Saved entries
-- Opening Marker --
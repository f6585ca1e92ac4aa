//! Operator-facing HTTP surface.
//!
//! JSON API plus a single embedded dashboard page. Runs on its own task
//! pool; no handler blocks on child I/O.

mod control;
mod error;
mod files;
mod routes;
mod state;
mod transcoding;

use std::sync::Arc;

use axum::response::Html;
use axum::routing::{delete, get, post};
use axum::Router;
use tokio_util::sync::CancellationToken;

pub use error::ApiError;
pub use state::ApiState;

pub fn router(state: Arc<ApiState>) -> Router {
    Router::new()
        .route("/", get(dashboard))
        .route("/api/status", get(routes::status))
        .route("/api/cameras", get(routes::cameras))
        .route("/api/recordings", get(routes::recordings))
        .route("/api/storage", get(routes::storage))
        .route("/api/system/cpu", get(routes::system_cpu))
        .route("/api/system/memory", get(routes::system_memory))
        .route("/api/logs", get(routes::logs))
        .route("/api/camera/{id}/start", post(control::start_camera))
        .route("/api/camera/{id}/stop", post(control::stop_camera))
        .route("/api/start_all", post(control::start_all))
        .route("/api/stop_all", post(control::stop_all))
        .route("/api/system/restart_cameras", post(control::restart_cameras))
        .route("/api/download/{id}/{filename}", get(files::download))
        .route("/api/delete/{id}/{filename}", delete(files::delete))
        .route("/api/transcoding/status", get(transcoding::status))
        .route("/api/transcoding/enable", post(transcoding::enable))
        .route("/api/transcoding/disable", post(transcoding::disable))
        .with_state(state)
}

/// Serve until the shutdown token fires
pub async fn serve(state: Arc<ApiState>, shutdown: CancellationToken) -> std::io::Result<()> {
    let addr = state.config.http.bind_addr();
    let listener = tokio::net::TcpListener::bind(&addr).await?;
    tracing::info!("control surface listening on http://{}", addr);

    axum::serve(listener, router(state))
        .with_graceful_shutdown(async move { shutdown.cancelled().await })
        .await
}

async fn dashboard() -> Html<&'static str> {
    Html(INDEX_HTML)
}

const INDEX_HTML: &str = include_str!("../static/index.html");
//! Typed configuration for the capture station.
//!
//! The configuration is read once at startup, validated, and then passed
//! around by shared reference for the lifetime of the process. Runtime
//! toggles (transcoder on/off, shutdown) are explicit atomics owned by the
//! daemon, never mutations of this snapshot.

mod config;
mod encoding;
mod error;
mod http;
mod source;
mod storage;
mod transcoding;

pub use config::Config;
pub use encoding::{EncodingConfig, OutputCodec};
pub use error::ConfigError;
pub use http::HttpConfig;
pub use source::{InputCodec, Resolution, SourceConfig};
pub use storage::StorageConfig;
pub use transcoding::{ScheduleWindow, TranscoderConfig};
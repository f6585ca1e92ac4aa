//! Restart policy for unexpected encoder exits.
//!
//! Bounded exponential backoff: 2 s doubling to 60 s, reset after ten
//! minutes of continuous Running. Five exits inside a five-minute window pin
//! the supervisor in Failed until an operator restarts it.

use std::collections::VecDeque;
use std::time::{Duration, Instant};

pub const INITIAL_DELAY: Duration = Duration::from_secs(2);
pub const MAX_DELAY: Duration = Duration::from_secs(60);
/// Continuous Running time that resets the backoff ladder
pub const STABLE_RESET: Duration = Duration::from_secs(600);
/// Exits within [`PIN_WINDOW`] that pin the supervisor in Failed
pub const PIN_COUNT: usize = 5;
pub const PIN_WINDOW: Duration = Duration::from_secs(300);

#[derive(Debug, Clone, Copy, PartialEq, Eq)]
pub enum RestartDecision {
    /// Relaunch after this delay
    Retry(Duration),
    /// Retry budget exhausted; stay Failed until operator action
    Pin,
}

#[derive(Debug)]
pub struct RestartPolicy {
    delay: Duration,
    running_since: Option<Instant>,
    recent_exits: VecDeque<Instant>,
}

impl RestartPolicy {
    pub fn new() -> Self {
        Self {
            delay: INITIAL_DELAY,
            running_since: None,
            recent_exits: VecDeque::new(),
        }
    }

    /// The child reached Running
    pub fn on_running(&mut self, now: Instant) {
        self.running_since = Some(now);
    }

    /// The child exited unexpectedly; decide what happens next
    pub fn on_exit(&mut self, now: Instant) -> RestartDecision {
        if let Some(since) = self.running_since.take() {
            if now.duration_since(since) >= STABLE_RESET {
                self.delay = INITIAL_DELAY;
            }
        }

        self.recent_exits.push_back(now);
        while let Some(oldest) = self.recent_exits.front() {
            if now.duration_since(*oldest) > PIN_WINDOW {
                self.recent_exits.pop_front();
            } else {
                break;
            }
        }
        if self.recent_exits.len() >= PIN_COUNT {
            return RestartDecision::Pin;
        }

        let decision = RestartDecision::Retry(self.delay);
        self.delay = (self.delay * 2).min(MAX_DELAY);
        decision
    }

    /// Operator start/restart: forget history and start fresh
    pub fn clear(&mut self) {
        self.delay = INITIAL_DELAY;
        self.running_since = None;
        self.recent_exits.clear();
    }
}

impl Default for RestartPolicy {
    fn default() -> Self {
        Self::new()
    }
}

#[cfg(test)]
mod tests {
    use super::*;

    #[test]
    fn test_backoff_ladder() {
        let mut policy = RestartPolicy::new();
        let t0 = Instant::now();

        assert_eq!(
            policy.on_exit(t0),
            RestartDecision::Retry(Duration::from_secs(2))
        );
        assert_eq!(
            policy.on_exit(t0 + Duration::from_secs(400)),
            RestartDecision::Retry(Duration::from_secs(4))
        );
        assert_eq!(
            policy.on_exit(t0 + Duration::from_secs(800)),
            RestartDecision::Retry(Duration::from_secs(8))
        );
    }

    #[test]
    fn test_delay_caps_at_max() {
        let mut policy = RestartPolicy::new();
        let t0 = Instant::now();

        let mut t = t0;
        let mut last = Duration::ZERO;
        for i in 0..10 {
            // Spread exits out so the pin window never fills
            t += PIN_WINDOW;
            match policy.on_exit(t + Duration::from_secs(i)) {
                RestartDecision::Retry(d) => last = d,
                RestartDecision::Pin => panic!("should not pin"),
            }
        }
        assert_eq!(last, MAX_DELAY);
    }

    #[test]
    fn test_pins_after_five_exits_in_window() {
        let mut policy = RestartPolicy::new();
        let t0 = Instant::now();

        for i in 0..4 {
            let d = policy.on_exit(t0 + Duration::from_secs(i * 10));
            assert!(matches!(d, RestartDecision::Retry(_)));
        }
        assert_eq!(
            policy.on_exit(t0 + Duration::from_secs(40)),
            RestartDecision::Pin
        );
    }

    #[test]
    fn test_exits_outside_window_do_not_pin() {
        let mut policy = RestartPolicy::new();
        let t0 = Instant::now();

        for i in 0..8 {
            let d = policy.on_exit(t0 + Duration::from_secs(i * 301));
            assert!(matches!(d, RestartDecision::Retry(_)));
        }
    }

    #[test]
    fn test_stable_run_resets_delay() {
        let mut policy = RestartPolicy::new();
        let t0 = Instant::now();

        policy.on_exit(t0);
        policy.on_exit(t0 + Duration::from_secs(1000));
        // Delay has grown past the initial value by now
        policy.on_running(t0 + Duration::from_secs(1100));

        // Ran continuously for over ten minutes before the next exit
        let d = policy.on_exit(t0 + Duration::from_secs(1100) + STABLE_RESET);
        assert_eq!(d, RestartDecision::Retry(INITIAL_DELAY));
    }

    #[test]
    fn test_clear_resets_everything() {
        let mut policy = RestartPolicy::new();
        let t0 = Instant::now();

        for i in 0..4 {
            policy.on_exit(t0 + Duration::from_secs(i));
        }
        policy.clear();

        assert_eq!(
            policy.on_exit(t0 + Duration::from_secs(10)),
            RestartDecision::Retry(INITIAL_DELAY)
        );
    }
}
-- Closing Marker --
-- Opening Marker --
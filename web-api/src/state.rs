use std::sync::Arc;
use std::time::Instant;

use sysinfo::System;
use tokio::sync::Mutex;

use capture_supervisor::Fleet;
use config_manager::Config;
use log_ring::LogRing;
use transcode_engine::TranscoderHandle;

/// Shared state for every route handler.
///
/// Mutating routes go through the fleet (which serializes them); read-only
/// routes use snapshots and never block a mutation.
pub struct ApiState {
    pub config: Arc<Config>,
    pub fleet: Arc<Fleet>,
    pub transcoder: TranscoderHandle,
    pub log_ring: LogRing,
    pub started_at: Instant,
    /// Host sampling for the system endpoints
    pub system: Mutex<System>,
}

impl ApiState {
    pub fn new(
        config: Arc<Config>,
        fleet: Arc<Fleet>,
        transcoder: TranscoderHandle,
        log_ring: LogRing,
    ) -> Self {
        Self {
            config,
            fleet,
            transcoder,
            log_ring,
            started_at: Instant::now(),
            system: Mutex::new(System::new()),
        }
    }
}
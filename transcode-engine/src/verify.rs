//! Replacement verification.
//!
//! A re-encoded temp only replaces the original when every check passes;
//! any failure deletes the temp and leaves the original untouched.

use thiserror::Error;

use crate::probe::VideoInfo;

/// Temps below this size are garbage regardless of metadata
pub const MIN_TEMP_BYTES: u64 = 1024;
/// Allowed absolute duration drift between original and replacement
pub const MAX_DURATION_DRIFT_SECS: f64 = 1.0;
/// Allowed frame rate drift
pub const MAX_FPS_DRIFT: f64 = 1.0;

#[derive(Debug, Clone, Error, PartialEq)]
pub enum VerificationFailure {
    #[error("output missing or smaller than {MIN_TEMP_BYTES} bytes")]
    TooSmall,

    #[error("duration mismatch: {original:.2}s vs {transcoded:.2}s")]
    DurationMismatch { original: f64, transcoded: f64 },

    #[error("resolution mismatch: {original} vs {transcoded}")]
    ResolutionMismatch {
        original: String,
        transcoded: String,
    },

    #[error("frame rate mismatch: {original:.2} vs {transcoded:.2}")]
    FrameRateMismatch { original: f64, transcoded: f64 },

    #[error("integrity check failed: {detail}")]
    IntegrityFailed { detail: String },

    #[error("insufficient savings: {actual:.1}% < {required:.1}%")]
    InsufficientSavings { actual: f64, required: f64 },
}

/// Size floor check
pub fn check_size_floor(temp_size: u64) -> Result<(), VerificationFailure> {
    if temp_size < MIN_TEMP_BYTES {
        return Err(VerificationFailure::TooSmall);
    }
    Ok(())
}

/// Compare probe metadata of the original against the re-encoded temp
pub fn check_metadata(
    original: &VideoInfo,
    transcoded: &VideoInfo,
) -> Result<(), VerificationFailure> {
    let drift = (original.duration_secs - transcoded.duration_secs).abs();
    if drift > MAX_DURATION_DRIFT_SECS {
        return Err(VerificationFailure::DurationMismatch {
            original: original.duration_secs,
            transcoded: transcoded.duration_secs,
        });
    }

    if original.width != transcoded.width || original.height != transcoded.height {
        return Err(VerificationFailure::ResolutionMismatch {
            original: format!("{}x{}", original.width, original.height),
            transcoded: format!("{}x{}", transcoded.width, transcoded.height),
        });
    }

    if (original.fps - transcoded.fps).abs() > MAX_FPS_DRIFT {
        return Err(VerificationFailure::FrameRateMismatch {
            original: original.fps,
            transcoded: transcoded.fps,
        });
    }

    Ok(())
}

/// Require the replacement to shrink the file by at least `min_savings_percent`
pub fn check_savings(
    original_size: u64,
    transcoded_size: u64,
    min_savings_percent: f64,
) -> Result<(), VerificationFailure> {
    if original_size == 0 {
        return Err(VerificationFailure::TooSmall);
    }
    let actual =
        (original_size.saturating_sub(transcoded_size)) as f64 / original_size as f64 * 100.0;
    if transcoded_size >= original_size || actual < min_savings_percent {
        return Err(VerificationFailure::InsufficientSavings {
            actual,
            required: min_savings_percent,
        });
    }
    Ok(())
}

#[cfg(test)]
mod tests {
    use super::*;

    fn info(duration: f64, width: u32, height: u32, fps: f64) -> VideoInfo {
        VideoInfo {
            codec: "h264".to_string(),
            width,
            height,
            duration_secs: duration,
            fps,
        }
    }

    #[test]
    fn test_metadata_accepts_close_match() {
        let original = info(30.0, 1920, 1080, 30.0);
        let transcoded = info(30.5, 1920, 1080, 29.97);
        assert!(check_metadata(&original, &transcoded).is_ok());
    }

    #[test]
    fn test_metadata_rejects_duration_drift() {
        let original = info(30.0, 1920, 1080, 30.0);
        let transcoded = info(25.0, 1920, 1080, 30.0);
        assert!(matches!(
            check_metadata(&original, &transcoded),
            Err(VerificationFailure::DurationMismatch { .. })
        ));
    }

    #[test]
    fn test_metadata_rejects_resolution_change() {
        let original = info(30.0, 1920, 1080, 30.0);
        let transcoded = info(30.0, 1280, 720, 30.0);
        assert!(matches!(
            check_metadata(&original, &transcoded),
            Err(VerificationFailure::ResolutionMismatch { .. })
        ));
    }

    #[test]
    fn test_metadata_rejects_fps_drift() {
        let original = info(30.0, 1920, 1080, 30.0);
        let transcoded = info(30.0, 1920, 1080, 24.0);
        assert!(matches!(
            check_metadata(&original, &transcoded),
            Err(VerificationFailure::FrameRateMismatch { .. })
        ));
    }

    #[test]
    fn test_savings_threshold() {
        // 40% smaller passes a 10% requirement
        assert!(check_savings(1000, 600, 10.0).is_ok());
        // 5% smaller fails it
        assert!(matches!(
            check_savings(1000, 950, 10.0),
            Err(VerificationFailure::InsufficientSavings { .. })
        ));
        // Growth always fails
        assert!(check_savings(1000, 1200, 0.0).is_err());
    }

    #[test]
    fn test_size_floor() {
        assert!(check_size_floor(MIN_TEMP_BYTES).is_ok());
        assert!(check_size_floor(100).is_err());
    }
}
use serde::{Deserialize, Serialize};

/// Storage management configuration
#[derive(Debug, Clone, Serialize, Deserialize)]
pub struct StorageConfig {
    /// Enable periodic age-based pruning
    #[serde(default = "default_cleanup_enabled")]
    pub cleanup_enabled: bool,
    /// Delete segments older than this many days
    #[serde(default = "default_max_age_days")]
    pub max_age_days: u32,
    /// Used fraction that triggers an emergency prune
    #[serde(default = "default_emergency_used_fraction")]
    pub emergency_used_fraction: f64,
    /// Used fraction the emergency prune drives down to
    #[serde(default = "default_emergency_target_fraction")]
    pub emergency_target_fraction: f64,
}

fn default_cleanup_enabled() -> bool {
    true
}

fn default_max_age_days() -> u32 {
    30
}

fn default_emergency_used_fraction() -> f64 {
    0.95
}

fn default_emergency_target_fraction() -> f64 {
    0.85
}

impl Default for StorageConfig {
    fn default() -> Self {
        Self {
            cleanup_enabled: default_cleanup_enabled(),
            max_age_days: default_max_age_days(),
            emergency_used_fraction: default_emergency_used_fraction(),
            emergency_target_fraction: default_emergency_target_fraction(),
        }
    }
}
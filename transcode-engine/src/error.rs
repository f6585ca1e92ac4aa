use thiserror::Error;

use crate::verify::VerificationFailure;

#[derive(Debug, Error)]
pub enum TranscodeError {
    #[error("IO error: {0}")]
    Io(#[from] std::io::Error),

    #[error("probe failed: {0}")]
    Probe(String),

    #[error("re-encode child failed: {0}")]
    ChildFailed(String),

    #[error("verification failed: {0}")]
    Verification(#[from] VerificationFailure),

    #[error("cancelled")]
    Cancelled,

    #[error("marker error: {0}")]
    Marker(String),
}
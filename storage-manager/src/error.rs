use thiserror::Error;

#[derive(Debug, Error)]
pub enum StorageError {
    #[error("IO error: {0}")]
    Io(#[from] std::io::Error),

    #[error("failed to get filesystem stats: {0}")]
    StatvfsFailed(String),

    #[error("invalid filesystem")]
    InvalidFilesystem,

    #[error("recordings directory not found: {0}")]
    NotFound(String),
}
-- Closing Marker --
-- Opening Marker --
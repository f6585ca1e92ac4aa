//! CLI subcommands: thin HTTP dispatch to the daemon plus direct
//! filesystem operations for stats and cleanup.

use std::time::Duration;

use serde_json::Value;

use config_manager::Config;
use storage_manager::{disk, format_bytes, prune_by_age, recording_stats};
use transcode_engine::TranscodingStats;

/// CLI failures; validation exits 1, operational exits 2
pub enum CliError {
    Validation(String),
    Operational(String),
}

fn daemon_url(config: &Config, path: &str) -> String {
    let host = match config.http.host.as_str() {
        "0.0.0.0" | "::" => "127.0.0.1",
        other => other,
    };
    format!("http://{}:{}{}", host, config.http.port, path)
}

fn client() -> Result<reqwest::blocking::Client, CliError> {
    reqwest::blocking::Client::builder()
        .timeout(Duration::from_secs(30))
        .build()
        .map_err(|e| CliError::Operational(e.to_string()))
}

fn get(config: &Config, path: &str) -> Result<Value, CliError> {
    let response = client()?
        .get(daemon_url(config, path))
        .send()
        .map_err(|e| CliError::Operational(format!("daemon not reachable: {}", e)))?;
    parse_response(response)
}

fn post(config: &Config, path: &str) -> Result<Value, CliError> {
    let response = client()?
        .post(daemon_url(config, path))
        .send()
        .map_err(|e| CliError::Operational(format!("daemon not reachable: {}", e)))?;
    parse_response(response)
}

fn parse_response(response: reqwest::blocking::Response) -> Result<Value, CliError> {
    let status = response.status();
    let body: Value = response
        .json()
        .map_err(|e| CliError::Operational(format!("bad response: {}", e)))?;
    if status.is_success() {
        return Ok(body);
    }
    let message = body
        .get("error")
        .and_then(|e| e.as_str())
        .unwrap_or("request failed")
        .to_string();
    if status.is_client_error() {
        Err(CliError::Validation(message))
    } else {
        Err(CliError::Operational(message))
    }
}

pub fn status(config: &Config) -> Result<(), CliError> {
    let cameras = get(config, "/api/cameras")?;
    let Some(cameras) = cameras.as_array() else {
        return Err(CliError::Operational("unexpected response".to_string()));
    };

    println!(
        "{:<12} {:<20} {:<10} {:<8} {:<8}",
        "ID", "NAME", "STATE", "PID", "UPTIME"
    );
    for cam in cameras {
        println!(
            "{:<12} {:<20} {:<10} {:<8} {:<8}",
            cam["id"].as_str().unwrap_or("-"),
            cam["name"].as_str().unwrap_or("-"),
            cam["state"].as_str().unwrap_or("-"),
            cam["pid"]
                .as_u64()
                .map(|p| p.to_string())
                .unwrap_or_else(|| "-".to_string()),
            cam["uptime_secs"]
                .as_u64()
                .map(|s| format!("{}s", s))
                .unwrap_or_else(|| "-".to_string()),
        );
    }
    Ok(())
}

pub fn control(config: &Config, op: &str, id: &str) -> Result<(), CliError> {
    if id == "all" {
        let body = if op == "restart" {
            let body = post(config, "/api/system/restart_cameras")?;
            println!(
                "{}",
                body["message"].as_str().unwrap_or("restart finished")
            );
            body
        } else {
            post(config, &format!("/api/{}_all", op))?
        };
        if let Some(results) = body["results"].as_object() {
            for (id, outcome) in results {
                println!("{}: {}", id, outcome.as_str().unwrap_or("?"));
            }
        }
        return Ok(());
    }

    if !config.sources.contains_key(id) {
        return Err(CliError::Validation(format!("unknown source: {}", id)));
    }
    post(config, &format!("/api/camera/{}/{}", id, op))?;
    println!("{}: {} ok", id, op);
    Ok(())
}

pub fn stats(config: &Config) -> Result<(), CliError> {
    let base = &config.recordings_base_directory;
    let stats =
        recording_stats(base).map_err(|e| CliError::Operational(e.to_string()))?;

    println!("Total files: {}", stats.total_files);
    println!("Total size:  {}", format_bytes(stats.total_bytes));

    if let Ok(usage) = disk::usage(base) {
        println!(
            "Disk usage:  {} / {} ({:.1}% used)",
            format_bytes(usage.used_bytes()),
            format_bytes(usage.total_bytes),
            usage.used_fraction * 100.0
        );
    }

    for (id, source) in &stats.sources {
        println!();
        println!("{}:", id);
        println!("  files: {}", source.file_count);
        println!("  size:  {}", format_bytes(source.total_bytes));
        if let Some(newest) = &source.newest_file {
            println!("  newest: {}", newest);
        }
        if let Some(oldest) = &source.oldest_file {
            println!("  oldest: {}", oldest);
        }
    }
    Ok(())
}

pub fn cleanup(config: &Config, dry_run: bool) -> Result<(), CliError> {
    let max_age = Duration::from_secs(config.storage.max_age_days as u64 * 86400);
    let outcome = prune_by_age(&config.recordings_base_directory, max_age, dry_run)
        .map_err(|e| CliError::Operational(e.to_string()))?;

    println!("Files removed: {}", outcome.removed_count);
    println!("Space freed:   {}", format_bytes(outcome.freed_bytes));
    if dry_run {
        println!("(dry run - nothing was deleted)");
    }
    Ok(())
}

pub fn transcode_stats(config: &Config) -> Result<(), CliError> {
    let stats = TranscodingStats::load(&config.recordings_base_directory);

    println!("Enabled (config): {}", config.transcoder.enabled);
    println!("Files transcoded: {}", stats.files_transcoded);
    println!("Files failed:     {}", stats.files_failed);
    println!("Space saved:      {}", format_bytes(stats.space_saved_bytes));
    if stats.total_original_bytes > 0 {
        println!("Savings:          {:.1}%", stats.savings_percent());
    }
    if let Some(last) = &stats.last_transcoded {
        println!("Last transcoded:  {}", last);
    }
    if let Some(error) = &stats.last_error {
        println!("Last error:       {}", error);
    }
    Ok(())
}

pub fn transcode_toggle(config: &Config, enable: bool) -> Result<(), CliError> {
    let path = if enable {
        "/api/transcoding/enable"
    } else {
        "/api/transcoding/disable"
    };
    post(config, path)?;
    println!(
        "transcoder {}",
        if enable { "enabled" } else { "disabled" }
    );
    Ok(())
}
-- Closing Marker --
PROBLEM TO WORK ON:
Look back at the entries above and repeat, unchanged, every line from the line holding "pub const MIN_TEMP_BYTES: u64 = 1024;" through the line holding "if drift > MAX_DURATION_DRIFT_SECS".

YOUR RESPONSE:
pub const MIN_TEMP_BYTES: u64 = 1024;
/// Allowed absolute duration drift between original and replacement
pub const MAX_DURATION_DRIFT_SECS: f64 = 1.0;
/// Allowed frame rate drift
pub const MAX_FPS_DRIFT: f64 = 1.0;

#[derive(Debug, Clone, Error, PartialEq)]
pub enum VerificationFailure {
    #[error("output missing or smaller than {MIN_TEMP_BYTES} bytes")]
    TooSmall,

    #[error("duration mismatch: {original:.2}s vs {transcoded:.2}s")]
    DurationMismatch { original: f64, transcoded: f64 },

    #[error("resolution mismatch: {original} vs {transcoded}")]
    ResolutionMismatch {
        original: String,
        transcoded: String,
    },

    #[error("frame rate mismatch: {original:.2} vs {transcoded:.2}")]
    FrameRateMismatch { original: f64, transcoded: f64 },

    #[error("integrity check failed: {detail}")]
    IntegrityFailed { detail: String },

    #[error("insufficient savings: {actual:.1}% < {required:.1}%")]
    InsufficientSavings { actual: f64, required: f64 },
}

/// Size floor check
pub fn check_size_floor(temp_size: u64) -> Result<(), VerificationFailure> {
    if temp_size < MIN_TEMP_BYTES {
        return Err(VerificationFailure::TooSmall);
    }
    Ok(())
}

/// Compare probe metadata of the original against the re-encoded temp
pub fn check_metadata(
    original: &VideoInfo,
    transcoded: &VideoInfo,
) -> Result<(), VerificationFailure> {
    let drift = (original.duration_secs - transcoded.duration_secs).abs();
    if drift > MAX_DURATION_DRIFT_SECS {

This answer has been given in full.